Alors, pour l’instant, d’après les deux jours que j’ai vécu ici, ça donne:
8h: Prise de sang dont je n’ai aucun souvenir.
9h: Petit-déjeuner avalé dans le noir (croissant-confiture-café-cul-sec).
9h30: J’honore Dame Nature, sonne pour que l’on débarrasse, et me recouche.
10h30: Réveil, puisqu’on vient faire ma chambre. Je discute effectivement de tout: du RSA, des Antilles, etc.
11h: Je fais ma toilette, avec Jacques Brel en fond musical, que je chante à tue-tête.
11h-12h30: Je lis/surfe/ne fait rien.
12h30: Je prends mon déjeuner en regardant dans le vide (sans être triste, mais simplement parce que ça m’amuse de manger sans rien faire).
12h30-15h: Je joue à l’ordinateur. Vous serez d’ailleurs ravis d’apprendre que si, moi, étudiant de 22 ans, j’ai un peu la gueule en vrac, mon elfe voleur niveau 26 est en train de sauver Bordelciel, lui!
15h-18h30: Visites.
18h30-19h: Repos post-visite.
19h: Dîner, que je prends également en regardant dans le vide, et sans me poser de questions. Je ne sais pas ce que je fous d’ailleurs.
19h30: Lecture
21h-01h: Jeu d’ordinateur, en mangeant de Pringles et en buvant du Coca… C’est un plaisir régressif.
Je ne jouais plus à l’ordinateur depuis à peu près 8 ans. Alors je rattrape le temps perdu.
A l’hôpital, je deviens maniaque - parce que je m’emmerde -. Lorsque je vais à la douche, chez moi, je prends mes affaires dans l’armoire, que je pose n’importe comment dans la salle de bain le temps de temps de la douche. Ici, je dépose mes affaires avec ordre, et sur mon lit (qui fait face au lavabo) j’aligne donc, bien plié: le t-shirt, le boxer, les chaussettes, le pantalon, le gant de bain jetable, la serviette jetable.

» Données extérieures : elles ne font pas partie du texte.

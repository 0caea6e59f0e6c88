//! Address, email and note persistence
//!
//! All three are owned by a single contact and keyed by a remote
//! sub-identifier, so one set of functions driven by the entity's
//! [`EntityMapping`] covers them.

use dcombine_common::{Error, Result};
use sqlx::{Row, SqliteConnection, SqlitePool};
use std::collections::BTreeMap;
use uuid::Uuid;

use crate::models::field_map::{EntityMapping, MappedRow};

/// Column values of one stored sub-record
pub type StoredRecord = BTreeMap<&'static str, Option<String>>;

/// True when a row with this remote sub-identifier already exists
pub async fn sub_record_exists(conn: &mut SqliteConnection, mapping: &EntityMapping, cc_id: &str) -> Result<bool> {
    let sql = format!(
        "SELECT EXISTS(SELECT 1 FROM {} WHERE {} = ?)",
        mapping.table, mapping.identity
    );
    let exists: bool = sqlx::query_scalar(&sql)
        .bind(cc_id)
        .fetch_one(&mut *conn)
        .await?;
    Ok(exists)
}

/// Insert a mapped sub-record owned by `contact_id`
pub async fn insert_sub_record(
    conn: &mut SqliteConnection,
    mapping: &EntityMapping,
    contact_id: Uuid,
    row: &MappedRow,
) -> Result<Uuid> {
    if row.values.is_empty() {
        return Err(Error::InvalidInput(format!("{} row has no columns", mapping.entity)));
    }

    let columns: Vec<&str> = row.columns().collect();
    let placeholders = vec!["?"; columns.len() + 2].join(", ");
    let sql = format!(
        "INSERT INTO {} (guid, contact_id, {}) VALUES ({})",
        mapping.table,
        columns.join(", "),
        placeholders
    );

    let guid = Uuid::new_v4();
    let mut query = sqlx::query(&sql)
        .bind(guid.to_string())
        .bind(contact_id.to_string());
    for (_, value) in &row.values {
        query = query.bind(value.clone());
    }
    query.execute(&mut *conn).await?;

    Ok(guid)
}

/// Sub-records owned by a contact, in insertion order
pub async fn load_sub_records(
    pool: &SqlitePool,
    mapping: &EntityMapping,
    contact_id: Uuid,
) -> Result<Vec<StoredRecord>> {
    let columns: Vec<&str> = mapping.fields.iter().map(|f| f.column).collect();
    let sql = format!(
        "SELECT {} FROM {} WHERE contact_id = ? ORDER BY rowid",
        columns.join(", "),
        mapping.table
    );

    let rows = sqlx::query(&sql)
        .bind(contact_id.to_string())
        .fetch_all(pool)
        .await?;

    let records: Vec<StoredRecord> = rows
        .iter()
        .map(|row| {
            mapping
                .fields
                .iter()
                .map(|f| (f.column, row.get::<Option<String>, _>(f.column)))
                .collect()
        })
        .collect();
    Ok(records)
}

pub async fn count_sub_records(pool: &SqlitePool, mapping: &EntityMapping) -> Result<i64> {
    let count: i64 = sqlx::query_scalar(&format!("SELECT COUNT(*) FROM {}", mapping.table))
        .fetch_one(pool)
        .await?;
    Ok(count)
}
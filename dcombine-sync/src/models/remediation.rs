//! Remediation ledger
//!
//! Sub-record values that could not be merged automatically are recorded
//! against their owning contact for a human operator to fix. Phone-role
//! failures go to `bad_phone_nums`; address, email, note and list-membership
//! failures go to `bad_m2m`. Both maps are keyed by the contact's remote id.
//! Sub-record field failures are named `collection.column`, such as
//! `addresses.state_code`.

use serde::{Deserialize, Serialize};
use serde_json::{Map, Value};
use std::collections::BTreeMap;

/// Ledger section an entry belongs to
#[derive(Debug, Clone, Copy, PartialEq, Eq)]
pub enum RemediationCategory {
    Phone,
    Relation,
}

/// One unmergeable value
#[derive(Debug, Clone, PartialEq)]
pub struct RemediationEntry {
    pub contact_cc_id: i64,
    pub field_name: String,
    pub raw_value: Value,
    pub category: RemediationCategory,
}

impl RemediationEntry {
    pub fn phone(contact_cc_id: i64, role: &str, raw: &str) -> Self {
        Self {
            contact_cc_id,
            field_name: role.to_string(),
            raw_value: Value::String(raw.to_string()),
            category: RemediationCategory::Phone,
        }
    }

    pub fn relation(contact_cc_id: i64, field_name: &str, raw: Value) -> Self {
        Self {
            contact_cc_id,
            field_name: field_name.to_string(),
            raw_value: raw,
            category: RemediationCategory::Relation,
        }
    }

    /// `{field_name: raw_value}`, the shape stored in the snapshot ledger
    pub fn as_json(&self) -> Value {
        let mut map = Map::new();
        map.insert(self.field_name.clone(), self.raw_value.clone());
        Value::Object(map)
    }
}

/// In-memory ledger, serialized as the snapshot's `to_remediate` section
#[derive(Debug, Clone, Default, PartialEq, Serialize, Deserialize)]
pub struct RemediationLedger {
    #[serde(default)]
    pub bad_phone_nums: BTreeMap<String, Vec<Value>>,
    #[serde(default)]
    pub bad_m2m: BTreeMap<String, Vec<Value>>,
}

impl RemediationLedger {
    pub fn record(&mut self, entry: &RemediationEntry) {
        let section = match entry.category {
            RemediationCategory::Phone => &mut self.bad_phone_nums,
            RemediationCategory::Relation => &mut self.bad_m2m,
        };
        section
            .entry(entry.contact_cc_id.to_string())
            .or_default()
            .push(entry.as_json());
    }

    /// Append entries from `other` that this ledger does not already hold
    pub fn merge(&mut self, other: &RemediationLedger) {
        for (mine, theirs) in [
            (&mut self.bad_phone_nums, &other.bad_phone_nums),
            (&mut self.bad_m2m, &other.bad_m2m),
        ] {
            for (contact, values) in theirs {
                let existing = mine.entry(contact.clone()).or_default();
                for value in values {
                    if !existing.contains(value) {
                        existing.push(value.clone());
                    }
                }
            }
        }
    }

    pub fn len(&self) -> usize {
        self.bad_phone_nums.values().map(Vec::len).sum::<usize>()
            + self.bad_m2m.values().map(Vec::len).sum::<usize>()
    }

    pub fn is_empty(&self) -> bool {
        self.len() == 0
    }
}

#[cfg(test)]
mod tests {
    use super::*;
    use serde_json::json;

    #[test]
    fn test_record_routes_by_category() {
        let mut ledger = RemediationLedger::default();
        ledger.record(&RemediationEntry::phone(42, "work_phone", "1"));
        ledger.record(&RemediationEntry::relation(42, "addresses", json!({"id": "a1"})));

        assert_eq!(ledger.bad_phone_nums["42"], vec![json!({"work_phone": "1"})]);
        assert_eq!(ledger.bad_m2m["42"], vec![json!({"addresses": {"id": "a1"}})]);
        assert_eq!(ledger.len(), 2);
    }

    #[test]
    fn test_merge_skips_duplicates() {
        let mut a = RemediationLedger::default();
        a.record(&RemediationEntry::phone(1, "fax", "12"));
        let mut b = a.clone();
        b.record(&RemediationEntry::phone(2, "fax", "34"));

        a.merge(&b);
        assert_eq!(a.len(), 2);
        a.merge(&b);
        assert_eq!(a.len(), 2);
    }
}
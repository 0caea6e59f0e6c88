//! dcombine-sync library interface
//!
//! Exposes the repositories, models and services for the binary and for
//! integration testing.

pub mod db;
pub mod models;
pub mod services;

pub use services::{Harvester, ReconcileReport, Reconciler, SnapshotStore};
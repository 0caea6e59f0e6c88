//! Data models: field parsers, mapping tables and the remediation ledger

pub mod field_map;
pub mod phone;
pub mod remediation;
pub mod status;

pub use phone::{PhoneNumber, PhoneRole};
pub use remediation::{RemediationCategory, RemediationEntry, RemediationLedger};
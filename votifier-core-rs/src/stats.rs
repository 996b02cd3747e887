//! Receiver counters

use serde::Serialize;
use std::sync::atomic::{AtomicU64, Ordering};

/// Connection counters shared by the accept loop and its handlers
#[derive(Debug, Default)]
pub struct ReceiverStats {
    accepted: AtomicU64,
    delivered: AtomicU64,
    rejected: AtomicU64,
}

/// Point-in-time copy of [`ReceiverStats`]
#[derive(Debug, Clone, Copy, Default, PartialEq, Eq, Serialize)]
pub struct StatsSnapshot {
    pub accepted: u64,
    /// Votes decoded and handed to listeners
    pub delivered: u64,
    /// Connections that ended without a vote
    pub rejected: u64,
}

impl ReceiverStats {
    pub fn record_accepted(&self) {
        self.accepted.fetch_add(1, Ordering::Relaxed);
    }

    pub fn record_delivered(&self) {
        self.delivered.fetch_add(1, Ordering::Relaxed);
    }

    pub fn record_rejected(&self) {
        self.rejected.fetch_add(1, Ordering::Relaxed);
    }

    pub fn snapshot(&self) -> StatsSnapshot {
        StatsSnapshot {
            accepted: self.accepted.load(Ordering::Relaxed),
            delivered: self.delivered.load(Ordering::Relaxed),
            rejected: self.rejected.load(Ordering::Relaxed),
        }
    }
}
//! Decoded vote record

use serde::{Deserialize, Serialize};
use std::fmt;

use crate::error::MalformedVoteError;

/// One vote as reported by a vote-reporting service.
///
/// All four fields are free-form strings from the client. None of them is
/// empty, whitespace-only or spans more than one line; the record cannot
/// change after construction.
#[derive(Debug, Clone, PartialEq, Eq, Hash, Serialize, Deserialize)]
#[serde(rename_all = "camelCase", try_from = "RawVote")]
pub struct Vote {
    service_name: String,
    username: String,
    address: String,
    timestamp: String,
}

impl Vote {
    /// Build a vote, rejecting blank fields and fields with line breaks
    pub fn new(
        service_name: impl Into<String>,
        username: impl Into<String>,
        address: impl Into<String>,
        timestamp: impl Into<String>,
    ) -> Result<Self, MalformedVoteError> {
        let vote = Self {
            service_name: non_blank("serviceName", service_name.into())?,
            username: non_blank("username", username.into())?,
            address: non_blank("address", address.into())?,
            timestamp: non_blank("timestamp", timestamp.into())?,
        };
        Ok(vote)
    }

    /// Name of the service the vote was cast on
    pub fn service_name(&self) -> &str {
        &self.service_name
    }

    pub fn username(&self) -> &str {
        &self.username
    }

    /// Address reported by the client. Not the TCP peer.
    pub fn address(&self) -> &str {
        &self.address
    }

    pub fn timestamp(&self) -> &str {
        &self.timestamp
    }
}

impl fmt::Display for Vote {
    fn fmt(&self, f: &mut fmt::Formatter<'_>) -> fmt::Result {
        write!(
            f,
            "Vote (from:{} username:{} address:{} timeStamp:{})",
            self.service_name, self.username, self.address, self.timestamp
        )
    }
}

fn non_blank(field: &'static str, value: String) -> Result<String, MalformedVoteError> {
    if value.trim().is_empty() {
        return Err(MalformedVoteError::BlankField(field));
    }
    // Fields are newline-delimited on the wire
    if value.contains(['\n', '\r']) {
        return Err(MalformedVoteError::LineBreak(field));
    }
    Ok(value)
}

/// Unvalidated wire shape used by serde before the blank-field check
#[derive(Deserialize)]
#[serde(rename_all = "camelCase")]
struct RawVote {
    service_name: String,
    username: String,
    address: String,
    timestamp: String,
}

impl TryFrom<RawVote> for Vote {
    type Error = MalformedVoteError;

    fn try_from(raw: RawVote) -> Result<Self, Self::Error> {
        Vote::new(raw.service_name, raw.username, raw.address, raw.timestamp)
    }
}
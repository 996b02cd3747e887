use std::sync::{Arc, OnceLock};
use std::time::Duration;

use parking_lot::Mutex;
use votifier_core::{FnListener, KeyPair, ListenerRegistry, ReceiverConfig, Vote, VoteListener};

/// Key generation is slow, share one pair per test binary
pub fn keys() -> Arc<KeyPair> {
    static KEYS: OnceLock<Arc<KeyPair>> = OnceLock::new();
    KEYS.get_or_init(|| Arc::new(KeyPair::generate().unwrap())).clone()
}

pub fn config() -> ReceiverConfig {
    ReceiverConfig::new("127.0.0.1", 0)
        .with_version("2.7.3")
        .with_read_timeout(Duration::from_secs(2))
}

/// Registry with one listener collecting votes, tagged by listener index
pub fn collector(registry: &ListenerRegistry, index: usize, seen: Arc<Mutex<Vec<(usize, Vote)>>>) {
    let listener: Arc<dyn VoteListener> =
        Arc::new(FnListener::new(format!("collector-{}", index), move |v: &Vote| {
            seen.lock().push((index, v.clone()));
            Ok(())
        }));
    registry.register(listener);
}

pub fn alice() -> Vote {
    Vote::new("ExampleService", "alice", "203.0.113.5", "1700000000").unwrap()
}
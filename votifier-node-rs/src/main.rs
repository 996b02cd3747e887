//! Votifier Node
//!
//! Standalone host for the vote receiver:
//! - `run` - Listen for votes until Ctrl-C
//! - `keygen` - Create the RSA key pair handed to vote-reporting services
//! - `send` - Deliver a single vote to a running receiver

mod config;
mod error;
mod keystore;
mod listeners;
mod service;

use std::path::{Path, PathBuf};
use std::sync::Arc;
use std::time::Duration;

use clap::{Parser, Subcommand};
use tracing::{error, info};
use tracing_subscriber::{fmt, EnvFilter};
use votifier_core::{Vote, VoteSender};

use crate::config::{NodeConfig, CONFIG_FILE};
use crate::error::NodeError;
use crate::keystore::KeyStore;
use crate::listeners::{LogListener, VoteLogListener};
use crate::service::Service;

#[derive(Parser)]
#[command(name = "votifier-node")]
#[command(about = "Receives vote notifications from vote-reporting services")]
#[command(version)]
struct Cli {
    #[command(subcommand)]
    command: Commands,

    /// Enable verbose logging
    #[arg(short, long, global = true)]
    verbose: bool,

    /// Log level (trace, debug, info, warn, error)
    #[arg(long, global = true, default_value = "info")]
    log_level: String,
}

#[derive(Subcommand)]
enum Commands {
    /// Listen for votes until interrupted
    Run {
        /// Directory holding config.json and the rsa/ key pair
        #[arg(short, long, default_value = "./votifier")]
        data_dir: PathBuf,
    },

    /// Generate the RSA key pair
    Keygen {
        /// Directory holding the rsa/ key pair
        #[arg(short, long, default_value = "./votifier")]
        data_dir: PathBuf,

        /// Replace an existing key pair
        #[arg(long)]
        force: bool,
    },

    /// Send one vote to a receiver
    Send {
        /// Receiver host
        #[arg(long, default_value = "127.0.0.1")]
        host: String,

        /// Receiver port
        #[arg(short, long, default_value = "8192")]
        port: u16,

        /// Path to the receiver's public.key
        #[arg(short = 'k', long)]
        public_key: PathBuf,

        /// Name of the reporting service
        #[arg(short, long)]
        service: String,

        /// Voting user
        #[arg(short, long)]
        username: String,

        /// Voter's IP address
        #[arg(short, long, default_value = "127.0.0.1")]
        address: String,

        /// Vote timestamp, defaults to now (unix seconds)
        #[arg(short, long)]
        timestamp: Option<String>,

        /// Give up after this many seconds
        #[arg(long, default_value = "5")]
        timeout: u64,
    },
}

#[tokio::main]
async fn main() {
    let cli = Cli::parse();

    // Initialize logging, RUST_LOG wins over the flags
    let level = if cli.verbose { "debug" } else { cli.log_level.as_str() };
    let filter = EnvFilter::try_from_default_env().unwrap_or_else(|_| EnvFilter::new(level));

    fmt().with_env_filter(filter).with_target(false).init();

    let result = match cli.command {
        Commands::Run { data_dir } => run(&data_dir).await,
        Commands::Keygen { data_dir, force } => keygen(&data_dir, force),
        Commands::Send {
            host,
            port,
            public_key,
            service,
            username,
            address,
            timestamp,
            timeout,
        } => {
            let timestamp = timestamp.unwrap_or_else(|| chrono::Utc::now().timestamp().to_string());
            match Vote::new(service, username, address, timestamp) {
                Ok(vote) => send(&host, port, &public_key, &vote, Duration::from_secs(timeout)).await,
                Err(e) => Err(NodeError::InvalidVote(e.to_string())),
            }
        }
    };

    if let Err(e) = result {
        error!("{}", e);
        std::process::exit(1);
    }
}

async fn run(data_dir: &Path) -> Result<(), NodeError> {
    let mut service = match init(data_dir) {
        Ok(service) => service,
        Err(e) => {
            error!("Votifier did not initialize properly!");
            return Err(e);
        }
    };

    if let Err(e) = service.enable().await {
        error!("Votifier did not initialize properly!");
        return Err(e);
    }

    if let Err(e) = tokio::signal::ctrl_c().await {
        error!("Failed to listen for Ctrl-C: {}", e);
    }

    service.disable().await;

    let stats = service.stats();
    info!(
        "Connections: {} accepted, {} delivered, {} rejected",
        stats.accepted, stats.delivered, stats.rejected
    );
    Ok(())
}

fn init(data_dir: &Path) -> Result<Service, NodeError> {
    let (config, _) = NodeConfig::load_or_create(&data_dir.join(CONFIG_FILE))?;
    let keys = KeyStore::new(data_dir.join("rsa")).load_or_generate()?;

    let service = Service::new(config.receiver_config(), keys);
    service.registry().register(Arc::new(LogListener));

    if let Some(path) = &config.vote_log {
        // Relative paths live in the data directory
        let path = data_dir.join(path);
        let listener = VoteLogListener::open(&path)?;
        info!("Logging votes to {}", listener.path().display());
        service.registry().register(Arc::new(listener));
    }

    Ok(service)
}

fn keygen(data_dir: &Path, force: bool) -> Result<(), NodeError> {
    let store = KeyStore::new(data_dir.join("rsa"));
    if store.exists() && !force {
        info!(
            "Key pair already exists in {} (use --force to replace it)",
            data_dir.join("rsa").display()
        );
        return Ok(());
    }

    let keys = votifier_core::KeyPair::generate()?;
    store.save(&keys)?;
    info!("Public key written to {}", store.public_key_path().display());
    Ok(())
}

async fn send(
    host: &str,
    port: u16,
    public_key: &Path,
    vote: &Vote,
    timeout: Duration,
) -> Result<(), NodeError> {
    let key = keystore::read_public_key(public_key)?;

    let addr = tokio::net::lookup_host((host, port))
        .await
        .ok()
        .and_then(|mut addrs| addrs.next())
        .ok_or_else(|| NodeError::Resolve(format!("{}:{}", host, port)))?;

    let greeting = VoteSender::new(addr, key)
        .with_timeout(timeout)
        .send(vote)
        .await?;
    info!("Sent {} to {} ({})", vote, addr, greeting);
    Ok(())
}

Je suis beaucoup moins stressé, angoissé que ce que j’imaginais. En fait, je m’en fous. Je dors bien (je dors, à vrai dire, mieux que chez moi, tant, chez moi, j’angoissais de mal dormir ici - vous voyez?), la chimiothérapie n’est pour l’instant pas trop violente, même si je me sens un peu fatigué, et je peux jouer des heures d’affilées sans me reprocher de perdre mon temps puisque le but, c’est justement de tuer le temps.
Awé, aussi, dans la liste des livres que j’ai amené, j’ai gravement merdé. Autant Cioran était une bonne idée, c’est amusant de désespoir, les formules sont brèves, autant Proust… j’ai lu les 2000 premières pages avec passion, mais là, alors que je suis à l’hôpital, en greffe, lire le narrateur me raconter qu’il pleure, tandis qu’il a vingt ans, parce que sa grand-mère ne frappe pas contre le mur pour lui souhaiter bonne nuit, je ne peux pas.
Pour le vélo, ils sont gentils. Ils m’en ont apporté un. Bon, certes, ni le guidon, ni la selle ne tiennent, et l’écran ne fonctionne pas. Mais, je ne vais pas commencer à chipoter, hein?